## TASK OBJECTIVE
Copy the lines exactly as they appear, starting with the first line of the records and ending with the line that contains "use clap::Parser;".

(Stored dataset items)
########################################

mod cli;

use crate::cli::{Command, LogFormat, StorageBackendArg, CLI};
use burrow_core::Repository;
use burrow_shortener::{
    Lookup, ShortCode, Shortened, Shortener, ShortenerService, ShortenerSettings, StorageError,
};
use burrow_storage::{
    CheckpointStats, InMemoryRepository, JournalRepository, PostgresRepository,
};
use clap::Parser;
use std::time::Duration;
use tracing::{info, warn};
use tracing_subscriber::EnvFilter;

/// How long `delete` waits for the worker before shutting down.
const DELETE_SETTLE_TIMEOUT: Duration = Duration::from_secs(5);

type BoxError = Box<dyn std::error::Error + Send + Sync>;

/// Backend-specific maintenance the generic command runner can call.
trait Maintenance: Repository {
    fn checkpoint(&self) -> Result<Option<CheckpointStats>, StorageError> {
        Ok(None)
    }
}

impl Maintenance for InMemoryRepository {}

impl Maintenance for PostgresRepository {}

impl Maintenance for JournalRepository {
    fn checkpoint(&self) -> Result<Option<CheckpointStats>, StorageError> {
        JournalRepository::checkpoint(self).map(Some)
    }
}

#[tokio::main]
async fn main() -> Result<(), BoxError> {
    let config = CLI::parse();
    init_tracing(&config)?;

    let backend = config.backend();
    info!(storage_backend = %backend, base_url = config.base_url(), "starting burrow");

    let settings = ShortenerSettings::default();
    match backend {
        StorageBackendArg::Memory => {
            run(ShortenerService::start(InMemoryRepository::new(), settings), &config).await
        }
        StorageBackendArg::File => {
            let path = config
                .file_storage_path
                .clone()
                .ok_or("file storage path is required when storage backend is file")?;
            let repository = JournalRepository::open(path)?;
            let replay = repository.replay_stats();
            if replay.skipped > 0 {
                warn!(
                    skipped = replay.skipped,
                    truncated_bytes = replay.truncated_bytes,
                    "journal contained unreadable lines"
                );
            }
            run(ShortenerService::start(repository, settings), &config).await
        }
        StorageBackendArg::Postgres => {
            let dsn = config
                .database_dsn
                .as_deref()
                .ok_or("database dsn is required when storage backend is postgres")?;
            let repository = PostgresRepository::connect(dsn).await?;
            repository.ensure_schema().await?;
            run(ShortenerService::start(repository, settings), &config).await
        }
    }
}

fn init_tracing(config: &CLI) -> Result<(), BoxError> {
    let filter = EnvFilter::try_new(&config.log_level)?;
    let builder = tracing_subscriber::fmt()
        .with_env_filter(filter)
        .with_writer(std::io::stderr);

    match config.log_format {
        LogFormat::Json => builder.json().try_init()?,
        LogFormat::Text => builder.try_init()?,
    }
    Ok(())
}

async fn run<R: Maintenance>(service: ShortenerService<R>, config: &CLI) -> Result<(), BoxError> {
    let outcome = execute(&service, config).await;
    service.shutdown().await?;
    outcome
}

async fn execute<R: Maintenance>(service: &ShortenerService<R>, config: &CLI) -> Result<(), BoxError> {
    match &config.command {
        Command::Shorten { url } => {
            let owner = config.owner.as_deref().unwrap_or_default();
            let shortened = service.shorten(owner, url).await?;
            let output = serde_json::json!({
                "result": shortened.code().to_url(config.base_url()),
                "conflict": matches!(shortened, Shortened::Conflict(_)),
            });
            println!("{output}");
        }
        Command::Resolve { code } => {
            let code = ShortCode::new(code.as_str())?;
            match service.resolve(&code).await? {
                Lookup::Found(url) => println!("{url}"),
                Lookup::NotFound => return Err(format!("short code {code} not found").into()),
                Lookup::Deleted => return Err(format!("short code {code} was deleted").into()),
            }
        }
        Command::List => {
            let owner = require_owner(config)?;
            let listed: Vec<_> = service
                .list(owner)
                .await?
                .into_iter()
                .map(|record| {
                    serde_json::json!({
                        "short_url": record.short_code.to_url(config.base_url()),
                        "original_url": record.original_url,
                    })
                })
                .collect();
            println!("{}", serde_json::to_string_pretty(&listed)?);
        }
        Command::Delete { codes } => {
            let owner = require_owner(config)?;
            let codes = codes
                .iter()
                .map(|code| ShortCode::new(code.as_str()))
                .collect::<Result<Vec<_>, _>>()?;

            let before = service.worker_stats().processed();
            service.delete(owner, codes).await?;
            wait_for_worker(service, before + 1).await;
            println!("{}", serde_json::json!({ "deleted": service.worker_stats().flipped() }));
        }
        Command::Checkpoint => {
            let stats = service
                .repository()
                .checkpoint()?
                .ok_or("checkpoint is only supported by the file backend")?;
            println!(
                "{}",
                serde_json::json!({
                    "records": stats.records,
                    "bytes_before": stats.bytes_before,
                    "bytes_after": stats.bytes_after,
                })
            );
        }
        Command::Ping => {
            service.ping().await?;
            println!("ok");
        }
    }
    Ok(())
}

fn require_owner(config: &CLI) -> Result<&str, BoxError> {
    match config.owner.as_deref() {
        Some(owner) if !owner.is_empty() => Ok(owner),
        _ => Err("--owner is required for this command".into()),
    }
}

/// Gives the delete worker a chance to apply the request before shutdown
/// discards it.
async fn wait_for_worker<R: Repository>(service: &ShortenerService<R>, processed: u64) {
    let settled = tokio::time::timeout(DELETE_SETTLE_TIMEOUT, async {
        while service.worker_stats().processed() < processed {
            tokio::time::sleep(Duration::from_millis(10)).await;
        }
    })
    .await;

    if settled.is_err() {
        warn!("delete request still pending at shutdown");
    }
}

########################################

## RESPONSE AREA
mod cli;

use crate::cli::{Command, LogFormat, StorageBackendArg, CLI};
use burrow_core::Repository;
use burrow_shortener::{
    Lookup, ShortCode, Shortened, Shortener, ShortenerService, ShortenerSettings, StorageError,
};
use burrow_storage::{
    CheckpointStats, InMemoryRepository, JournalRepository, PostgresRepository,
};
use clap::Parser;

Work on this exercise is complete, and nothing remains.